## The task
The data must be transcribed exactly, with no line missing.

## Records to process
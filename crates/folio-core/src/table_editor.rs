//! Table interaction: in-place cell editing and the row/column context menu.

use crate::book::Book;
use crate::navigation::Navigator;
use crate::objects::{ColumnPosition, ObjectId, ObjectTrait, RowPosition, Table};
use crate::session::{EditSession, EditingKind};
use kurbo::{Point, Rect};
use serde::{Deserialize, Serialize};

/// Structural operations offered by the context menu.
#[derive(Debug, Clone, Copy, PartialEq, Eq, Hash, Serialize, Deserialize)]
pub enum TableAction {
    InsertRowAbove,
    InsertRowBelow,
    InsertColumnLeft,
    InsertColumnRight,
    DeleteRow,
    DeleteColumn,
    MergeCells,
}

impl TableAction {
    pub const ALL: [TableAction; 7] = [
        TableAction::InsertRowAbove,
        TableAction::InsertRowBelow,
        TableAction::InsertColumnLeft,
        TableAction::InsertColumnRight,
        TableAction::DeleteRow,
        TableAction::DeleteColumn,
        TableAction::MergeCells,
    ];

    pub fn label(self) -> &'static str {
        match self {
            TableAction::InsertRowAbove => "Insert row above",
            TableAction::InsertRowBelow => "Insert row below",
            TableAction::InsertColumnLeft => "Insert column left",
            TableAction::InsertColumnRight => "Insert column right",
            TableAction::DeleteRow => "Delete row",
            TableAction::DeleteColumn => "Delete column",
            TableAction::MergeCells => "Merge cells",
        }
    }

    /// Whether the action would change `table`.
    pub fn is_enabled(self, table: &Table) -> bool {
        match self {
            TableAction::DeleteRow => table.rows > 1,
            TableAction::DeleteColumn => table.cols > 1,
            TableAction::MergeCells => table
                .selected_cell
                .is_some_and(|(r, c)| r + 1 < table.rows && c + 1 < table.cols),
            _ => true,
        }
    }

    /// Run the action. Returns false when the table refused it.
    pub fn apply(self, table: &mut Table) -> bool {
        match self {
            TableAction::InsertRowAbove => {
                table.insert_row(RowPosition::Above);
                true
            }
            TableAction::InsertRowBelow => {
                table.insert_row(RowPosition::Below);
                true
            }
            TableAction::InsertColumnLeft => {
                table.insert_column(ColumnPosition::Left);
                true
            }
            TableAction::InsertColumnRight => {
                table.insert_column(ColumnPosition::Right);
                true
            }
            TableAction::DeleteRow => table.delete_row(),
            TableAction::DeleteColumn => table.delete_column(),
            TableAction::MergeCells => table.merge_cells(),
        }
    }
}

/// An open context menu for one cell.
#[derive(Debug, Clone, PartialEq)]
pub struct ContextMenu {
    pub table_id: ObjectId,
    pub row: usize,
    pub col: usize,
    /// Where the host should show the menu.
    pub screen_position: Point,
}

impl ContextMenu {
    /// Menu entries with their enabled state.
    pub fn entries(&self, table: &Table) -> Vec<(TableAction, bool)> {
        TableAction::ALL
            .iter()
            .map(|&action| (action, action.is_enabled(table)))
            .collect()
    }
}

/// Screen-space rectangle of a cell, spans included.
pub fn cell_screen_rect(table: &Table, row: usize, col: usize, navigator: &Navigator) -> Option<Rect> {
    let rect = table.cell_rect(row, col)?;
    let top_left = navigator.page_to_screen(Point::new(rect.x0, rect.y0));
    let bottom_right = navigator.page_to_screen(Point::new(rect.x1, rect.y1));
    Some(Rect::from_points(top_left, bottom_right))
}

/// Open an editor over the cell, seeded with its current text.
pub fn begin_cell_edit(
    table: &Table,
    page: usize,
    row: usize,
    col: usize,
    navigator: &Navigator,
) -> Option<EditSession> {
    let (row, col) = table.anchor_of(row, col);
    let cell = table.cell(row, col)?;
    let screen_rect = cell_screen_rect(table, row, col, navigator)?;
    Some(EditSession::new(
        table.id(),
        page,
        EditingKind::TableCell { row, col },
        cell.text.clone(),
        screen_rect,
    ))
}

/// Write a cell edit back. Returns false when the target is gone.
pub fn commit_cell_edit(book: &mut Book, edit: &EditSession) -> bool {
    let EditingKind::TableCell { row, col } = edit.kind else {
        return false;
    };
    book.update_table(edit.target, |table| {
        table.set_cell_text(row, col, edit.draft.clone())
    })
    .unwrap_or(false)
}

/// Run a menu action against the book.
pub fn apply_menu_action(book: &mut Book, menu: &ContextMenu, action: TableAction) -> bool {
    book.update_table(menu.table_id, |table| {
        // Act on the cell the menu was opened for, even if an undo moved the selection.
        table.select_cell(menu.row, menu.col) && action.apply(table)
    })
    .unwrap_or(false)
}

#[cfg(test)]
mod tests {
    use super::*;
    use crate::config::EditorConfig;

    fn book_with_table() -> (Book, ObjectId) {
        let mut book = Book::new(1);
        let id = book
            .add_object(0, Table::new(Point::new(10.0, 10.0), 3, 3, 100.0, 40.0).into())
            .unwrap();
        (book, id)
    }

    #[test]
    fn test_cell_edit_commit() {
        let (mut book, id) = book_with_table();
        let nav = Navigator::new(1, &EditorConfig::default());
        let table = book.table(id).unwrap().clone();
        let mut edit = begin_cell_edit(&table, 0, 1, 2, &nav).unwrap();
        assert_eq!(edit.screen_rect, Rect::new(210.0, 50.0, 310.0, 90.0));
        edit.insert_text("42");
        assert!(commit_cell_edit(&mut book, &edit));
        assert_eq!(book.table(id).unwrap().cell(1, 2).unwrap().text, "42");
    }

    #[test]
    fn test_cell_rect_follows_zoom() {
        let (book, id) = book_with_table();
        let mut nav = Navigator::new(1, &EditorConfig::default());
        nav.set_zoom(2.0);
        let rect = cell_screen_rect(book.table(id).unwrap(), 0, 0, &nav).unwrap();
        assert_eq!(rect, Rect::new(20.0, 20.0, 220.0, 100.0));
    }

    #[test]
    fn test_edit_inside_merged_block_targets_anchor() {
        let (mut book, id) = book_with_table();
        book.update_table(id, |t| {
            t.select_cell(0, 0);
            t.merge_cells()
        });
        let nav = Navigator::new(1, &EditorConfig::default());
        let edit = begin_cell_edit(book.table(id).unwrap(), 0, 1, 1, &nav).unwrap();
        assert_eq!(edit.kind, EditingKind::TableCell { row: 0, col: 0 });
    }

    #[test]
    fn test_menu_entries_reflect_guards() {
        let mut table = Table::new(Point::ZERO, 1, 2, 10.0, 10.0);
        table.select_cell(0, 0);
        let menu = ContextMenu {
            table_id: table.id(),
            row: 0,
            col: 0,
            screen_position: Point::ZERO,
        };
        let entries = menu.entries(&table);
        assert!(entries.contains(&(TableAction::DeleteRow, false)));
        assert!(entries.contains(&(TableAction::DeleteColumn, true)));
        assert!(entries.contains(&(TableAction::MergeCells, false)));
    }

    #[test]
    fn test_apply_menu_action() {
        let (mut book, id) = book_with_table();
        book.update_table(id, |t| t.select_cell(1, 1));
        let menu = ContextMenu {
            table_id: id,
            row: 1,
            col: 1,
            screen_position: Point::ZERO,
        };
        assert!(apply_menu_action(&mut book, &menu, TableAction::InsertRowBelow));
        assert_eq!(book.table(id).unwrap().rows, 4);
        assert!(apply_menu_action(&mut book, &menu, TableAction::DeleteColumn));
        assert_eq!(book.table(id).unwrap().cols, 2);
        assert!(book.table(id).unwrap().is_consistent());
    }
}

## Answer section
filename crates/folio-core/src/table_editor.rs
//! Table interaction: in-place cell editing and the row/column context menu.

use crate::book::Book;
use crate::navigation::Navigator;
use crate::objects::{ColumnPosition, ObjectId, ObjectTrait, RowPosition, Table};
use crate::session::{EditSession, EditingKind};
use kurbo::{Point, Rect};
use serde::{Deserialize, Serialize};

/// Structural operations offered by the context menu.
#[derive(Debug, Clone, Copy, PartialEq, Eq, Hash, Serialize, Deserialize)]
pub enum TableAction {
    InsertRowAbove,
    InsertRowBelow,
    InsertColumnLeft,
    InsertColumnRight,
    DeleteRow,
    DeleteColumn,
    MergeCells,
}

impl TableAction {
    pub const ALL: [TableAction; 7] = [
        TableAction::InsertRowAbove,
        TableAction::InsertRowBelow,
        TableAction::InsertColumnLeft,
        TableAction::InsertColumnRight,
        TableAction::DeleteRow,
        TableAction::DeleteColumn,
        TableAction::MergeCells,
    ];

    pub fn label(self) -> &'static str {
        match self {
            TableAction::InsertRowAbove => "Insert row above",
            TableAction::InsertRowBelow => "Insert row below",
            TableAction::InsertColumnLeft => "Insert column left",
            TableAction::InsertColumnRight => "Insert column right",
            TableAction::DeleteRow => "Delete row",
            TableAction::DeleteColumn => "Delete column",
            TableAction::MergeCells => "Merge cells",
        }
    }

    /// Whether the action would change `table`.
    pub fn is_enabled(self, table: &Table) -> bool {
        match self {
            TableAction::DeleteRow => table.rows > 1,
            TableAction::DeleteColumn => table.cols > 1,
            TableAction::MergeCells => table
                .selected_cell
                .is_some_and(|(r, c)| r + 1 < table.rows && c + 1 < table.cols),
            _ => true,
        }
    }

    /// Run the action. Returns false when the table refused it.
    pub fn apply(self, table: &mut Table) -> bool {
        match self {
            TableAction::InsertRowAbove => {
                table.insert_row(RowPosition::Above);
                true
            }
            TableAction::InsertRowBelow => {
                table.insert_row(RowPosition::Below);
                true
            }
            TableAction::InsertColumnLeft => {
                table.insert_column(ColumnPosition::Left);
                true
            }
            TableAction::InsertColumnRight => {
                table.insert_column(ColumnPosition::Right);
                true
            }
            TableAction::DeleteRow => table.delete_row(),
            TableAction::DeleteColumn => table.delete_column(),
            TableAction::MergeCells => table.merge_cells(),
        }
    }
}

/// An open context menu for one cell.
#[derive(Debug, Clone, PartialEq)]
pub struct ContextMenu {
    pub table_id: ObjectId,
    pub row: usize,
    pub col: usize,
    /// Where the host should show the menu.
    pub screen_position: Point,
}

impl ContextMenu {
    /// Menu entries with their enabled state.
    pub fn entries(&self, table: &Table) -> Vec<(TableAction, bool)> {
        TableAction::ALL
            .iter()
            .map(|&action| (action, action.is_enabled(table)))
            .collect()
    }
}

/// Screen-space rectangle of a cell, spans included.
pub fn cell_screen_rect(table: &Table, row: usize, col: usize, navigator: &Navigator) -> Option<Rect> {
    let rect = table.cell_rect(row, col)?;
    let top_left = navigator.page_to_screen(Point::new(rect.x0, rect.y0));
    let bottom_right = navigator.page_to_screen(Point::new(rect.x1, rect.y1));
    Some(Rect::from_points(top_left, bottom_right))
}

/// Open an editor over the cell, seeded with its current text.
pub fn begin_cell_edit(
    table: &Table,
    page: usize,
    row: usize,
    col: usize,
    navigator: &Navigator,
) -> Option<EditSession> {
    let (row, col) = table.anchor_of(row, col);
    let cell = table.cell(row, col)?;
    let screen_rect = cell_screen_rect(table, row, col, navigator)?;
    Some(EditSession::new(
        table.id(),
        page,
        EditingKind::TableCell { row, col },
        cell.text.clone(),
        screen_rect,
    ))
}

/// Write a cell edit back. Returns false when the target is gone.
pub fn commit_cell_edit(book: &mut Book, edit: &EditSession) -> bool {
    let EditingKind::TableCell { row, col } = edit.kind else {
        return false;
    };
    book.update_table(edit.target, |table| {
        table.set_cell_text(row, col, edit.draft.clone())
    })
    .unwrap_or(false)
}

/// Run a menu action against the book.
pub fn apply_menu_action(book: &mut Book, menu: &ContextMenu, action: TableAction) -> bool {
    book.update_table(menu.table_id, |table| {
        // Act on the cell the menu was opened for, even if an undo moved the selection.
        table.select_cell(menu.row, menu.col) && action.apply(table)
    })
    .unwrap_or(false)
}

#[cfg(test)]
mod tests {
    use super::*;
    use crate::config::EditorConfig;

    fn book_with_table() -> (Book, ObjectId) {
        let mut book = Book::new(1);
        let id = book
            .add_object(0, Table::new(Point::new(10.0, 10.0), 3, 3, 100.0, 40.0).into())
            .unwrap();
        (book, id)
    }

    #[test]
    fn test_cell_edit_commit() {
        let (mut book, id) = book_with_table();
        let nav = Navigator::new(1, &EditorConfig::default());
        let table = book.table(id).unwrap().clone();
        let mut edit = begin_cell_edit(&table, 0, 1, 2, &nav).unwrap();
        assert_eq!(edit.screen_rect, Rect::new(210.0, 50.0, 310.0, 90.0));
        edit.insert_text("42");
        assert!(commit_cell_edit(&mut book, &edit));
        assert_eq!(book.table(id).unwrap().cell(1, 2).unwrap().text, "42");
    }

    #[test]
    fn test_cell_rect_follows_zoom() {
        let (book, id) = book_with_table();
        let mut nav = Navigator::new(1, &EditorConfig::default());
        nav.set_zoom(2.0);
        let rect = cell_screen_rect(book.table(id).unwrap(), 0, 0, &nav).unwrap();
        assert_eq!(rect, Rect::new(20.0, 20.0, 220.0, 100.0));
    }

    #[test]
    fn test_edit_inside_merged_block_targets_anchor() {
        let (mut book, id) = book_with_table();
        book.update_table(id, |t| {
            t.select_cell(0, 0);
            t.merge_cells()
        });
        let nav = Navigator::new(1, &EditorConfig::default());
        let edit = begin_cell_edit(book.table(id).unwrap(), 0, 1, 1, &nav).unwrap();
        assert_eq!(edit.kind, EditingKind::TableCell { row: 0, col: 0 });
    }

    #[test]
    fn test_menu_entries_reflect_guards() {
        let mut table = Table::new(Point::ZERO, 1, 2, 10.0, 10.0);
        table.select_cell(0, 0);
        let menu = ContextMenu {
            table_id: table.id(),
            row: 0,
            col: 0,
            screen_position: Point::ZERO,
        };
        let entries = menu.entries(&table);
        assert!(entries.contains(&(TableAction::DeleteRow, false)));
        assert!(entries.contains(&(TableAction::DeleteColumn, true)));
        assert!(entries.contains(&(TableAction::MergeCells, false)));
    }

    #[test]
    fn test_apply_menu_action() {
        let (mut book, id) = book_with_table();
        book.update_table(id, |t| t.select_cell(1, 1));
        let menu = ContextMenu {
            table_id: id,
            row: 1,
            col: 1,
            screen_position: Point::ZERO,
        };
        assert!(apply_menu_action(&mut book, &menu, TableAction::InsertRowBelow));
        assert_eq!(book.table(id).unwrap().rows, 4);
        assert!(apply_menu_action(&mut book, &menu, TableAction::DeleteColumn));
        assert_eq!(book.table(id).unwrap().cols, 2);
        assert!(book.table(id).unwrap().is_consistent());
    }
}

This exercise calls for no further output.